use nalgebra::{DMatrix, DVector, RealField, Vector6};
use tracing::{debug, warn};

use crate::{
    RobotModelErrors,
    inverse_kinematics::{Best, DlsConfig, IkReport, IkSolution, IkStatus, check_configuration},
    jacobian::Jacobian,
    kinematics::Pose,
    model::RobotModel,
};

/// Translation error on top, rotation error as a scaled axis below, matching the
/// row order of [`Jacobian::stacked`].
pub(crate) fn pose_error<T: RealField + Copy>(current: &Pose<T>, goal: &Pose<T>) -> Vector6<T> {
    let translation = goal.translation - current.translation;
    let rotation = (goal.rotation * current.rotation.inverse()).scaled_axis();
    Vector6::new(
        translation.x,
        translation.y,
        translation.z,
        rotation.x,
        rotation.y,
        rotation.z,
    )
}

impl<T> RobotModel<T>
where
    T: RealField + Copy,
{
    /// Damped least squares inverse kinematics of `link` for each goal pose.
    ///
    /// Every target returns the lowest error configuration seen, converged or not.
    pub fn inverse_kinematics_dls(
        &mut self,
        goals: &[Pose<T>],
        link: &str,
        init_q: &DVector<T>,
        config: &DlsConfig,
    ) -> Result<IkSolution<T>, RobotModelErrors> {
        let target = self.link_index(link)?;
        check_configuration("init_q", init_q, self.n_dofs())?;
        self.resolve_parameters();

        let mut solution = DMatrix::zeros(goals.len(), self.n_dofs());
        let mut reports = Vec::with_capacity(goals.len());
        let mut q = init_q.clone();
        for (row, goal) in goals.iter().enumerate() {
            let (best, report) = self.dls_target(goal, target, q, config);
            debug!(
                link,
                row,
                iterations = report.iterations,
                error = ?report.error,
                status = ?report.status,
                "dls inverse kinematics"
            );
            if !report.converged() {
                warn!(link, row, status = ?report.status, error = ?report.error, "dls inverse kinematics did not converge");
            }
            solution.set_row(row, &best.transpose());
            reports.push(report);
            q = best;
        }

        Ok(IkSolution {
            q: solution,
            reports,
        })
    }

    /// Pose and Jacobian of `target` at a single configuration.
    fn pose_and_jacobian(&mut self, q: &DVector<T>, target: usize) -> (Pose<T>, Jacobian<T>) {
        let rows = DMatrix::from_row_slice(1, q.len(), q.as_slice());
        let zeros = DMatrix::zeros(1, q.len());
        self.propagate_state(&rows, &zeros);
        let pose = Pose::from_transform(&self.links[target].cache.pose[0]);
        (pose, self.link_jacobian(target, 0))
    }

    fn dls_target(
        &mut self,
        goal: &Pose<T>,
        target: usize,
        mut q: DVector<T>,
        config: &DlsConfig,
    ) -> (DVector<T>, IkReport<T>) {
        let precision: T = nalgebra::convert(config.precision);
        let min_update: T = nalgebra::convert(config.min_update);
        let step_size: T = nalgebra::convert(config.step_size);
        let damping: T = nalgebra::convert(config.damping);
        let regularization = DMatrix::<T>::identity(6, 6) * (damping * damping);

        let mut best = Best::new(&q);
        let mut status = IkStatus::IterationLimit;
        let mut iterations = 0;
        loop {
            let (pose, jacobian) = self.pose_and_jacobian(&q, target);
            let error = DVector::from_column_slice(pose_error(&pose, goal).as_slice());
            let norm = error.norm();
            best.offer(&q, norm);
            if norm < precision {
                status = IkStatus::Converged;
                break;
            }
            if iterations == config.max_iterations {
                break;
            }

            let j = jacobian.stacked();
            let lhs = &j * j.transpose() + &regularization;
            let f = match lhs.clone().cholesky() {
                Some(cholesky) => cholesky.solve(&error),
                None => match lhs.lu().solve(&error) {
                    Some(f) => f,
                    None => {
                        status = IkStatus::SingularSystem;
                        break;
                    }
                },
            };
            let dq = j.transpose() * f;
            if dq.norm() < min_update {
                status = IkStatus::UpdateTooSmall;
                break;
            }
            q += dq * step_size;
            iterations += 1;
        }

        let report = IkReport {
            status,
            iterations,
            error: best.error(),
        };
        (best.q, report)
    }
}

=====

**EXERCISE INSTRUCTIONS**
Write the data out once more. Keep every word the same.

**TASK RESULT**
use nalgebra::{DMatrix, DVector, RealField, Vector6};
use tracing::{debug, warn};

use crate::{
    RobotModelErrors,
    inverse_kinematics::{Best, DlsConfig, IkReport, IkSolution, IkStatus, check_configuration},
    jacobian::Jacobian,
    kinematics::Pose,
    model::RobotModel,
};

/// Translation error on top, rotation error as a scaled axis below, matching the
/// row order of [`Jacobian::stacked`].
pub(crate) fn pose_error<T: RealField + Copy>(current: &Pose<T>, goal: &Pose<T>) -> Vector6<T> {
    let translation = goal.translation - current.translation;
    let rotation = (goal.rotation * current.rotation.inverse()).scaled_axis();
    Vector6::new(
        translation.x,
        translation.y,
        translation.z,
        rotation.x,
        rotation.y,
        rotation.z,
    )
}

impl<T> RobotModel<T>
where
    T: RealField + Copy,
{
    /// Damped least squares inverse kinematics of `link` for each goal pose.
    ///
    /// Every target returns the lowest error configuration seen, converged or not.
    pub fn inverse_kinematics_dls(
        &mut self,
        goals: &[Pose<T>],
        link: &str,
        init_q: &DVector<T>,
        config: &DlsConfig,
    ) -> Result<IkSolution<T>, RobotModelErrors> {
        let target = self.link_index(link)?;
        check_configuration("init_q", init_q, self.n_dofs())?;
        self.resolve_parameters();

        let mut solution = DMatrix::zeros(goals.len(), self.n_dofs());
        let mut reports = Vec::with_capacity(goals.len());
        let mut q = init_q.clone();
        for (row, goal) in goals.iter().enumerate() {
            let (best, report) = self.dls_target(goal, target, q, config);
            debug!(
                link,
                row,
                iterations = report.iterations,
                error = ?report.error,
                status = ?report.status,
                "dls inverse kinematics"
            );
            if !report.converged() {
                warn!(link, row, status = ?report.status, error = ?report.error, "dls inverse kinematics did not converge");
            }
            solution.set_row(row, &best.transpose());
            reports.push(report);
            q = best;
        }

        Ok(IkSolution {
            q: solution,
            reports,
        })
    }

    /// Pose and Jacobian of `target` at a single configuration.
    fn pose_and_jacobian(&mut self, q: &DVector<T>, target: usize) -> (Pose<T>, Jacobian<T>) {
        let rows = DMatrix::from_row_slice(1, q.len(), q.as_slice());
        let zeros = DMatrix::zeros(1, q.len());
        self.propagate_state(&rows, &zeros);
        let pose = Pose::from_transform(&self.links[target].cache.pose[0]);
        (pose, self.link_jacobian(target, 0))
    }

    fn dls_target(
        &mut self,
        goal: &Pose<T>,
        target: usize,
        mut q: DVector<T>,
        config: &DlsConfig,
    ) -> (DVector<T>, IkReport<T>) {
        let precision: T = nalgebra::convert(config.precision);
        let min_update: T = nalgebra::convert(config.min_update);
        let step_size: T = nalgebra::convert(config.step_size);
        let damping: T = nalgebra::convert(config.damping);
        let regularization = DMatrix::<T>::identity(6, 6) * (damping * damping);

        let mut best = Best::new(&q);
        let mut status = IkStatus::IterationLimit;
        let mut iterations = 0;
        loop {
            let (pose, jacobian) = self.pose_and_jacobian(&q, target);
            let error = DVector::from_column_slice(pose_error(&pose, goal).as_slice());
            let norm = error.norm();
            best.offer(&q, norm);
            if norm < precision {
                status = IkStatus::Converged;
                break;
            }
            if iterations == config.max_iterations {
                break;
            }

            let j = jacobian.stacked();
            let lhs = &j * j.transpose() + &regularization;
            let f = match lhs.clone().cholesky() {
                Some(cholesky) => cholesky.solve(&error),
                None => match lhs.lu().solve(&error) {
                    Some(f) => f,
                    None => {
                        status = IkStatus::SingularSystem;
                        break;
                    }
                },
            };
            let dq = j.transpose() * f;
            if dq.norm() < min_update {
                status = IkStatus::UpdateTooSmall;
                break;
            }
            q += dq * step_size;
            iterations += 1;
        }

        let report = IkReport {
            status,
            iterations,
            error: best.error(),
        };
        (best.q, report)
    }
}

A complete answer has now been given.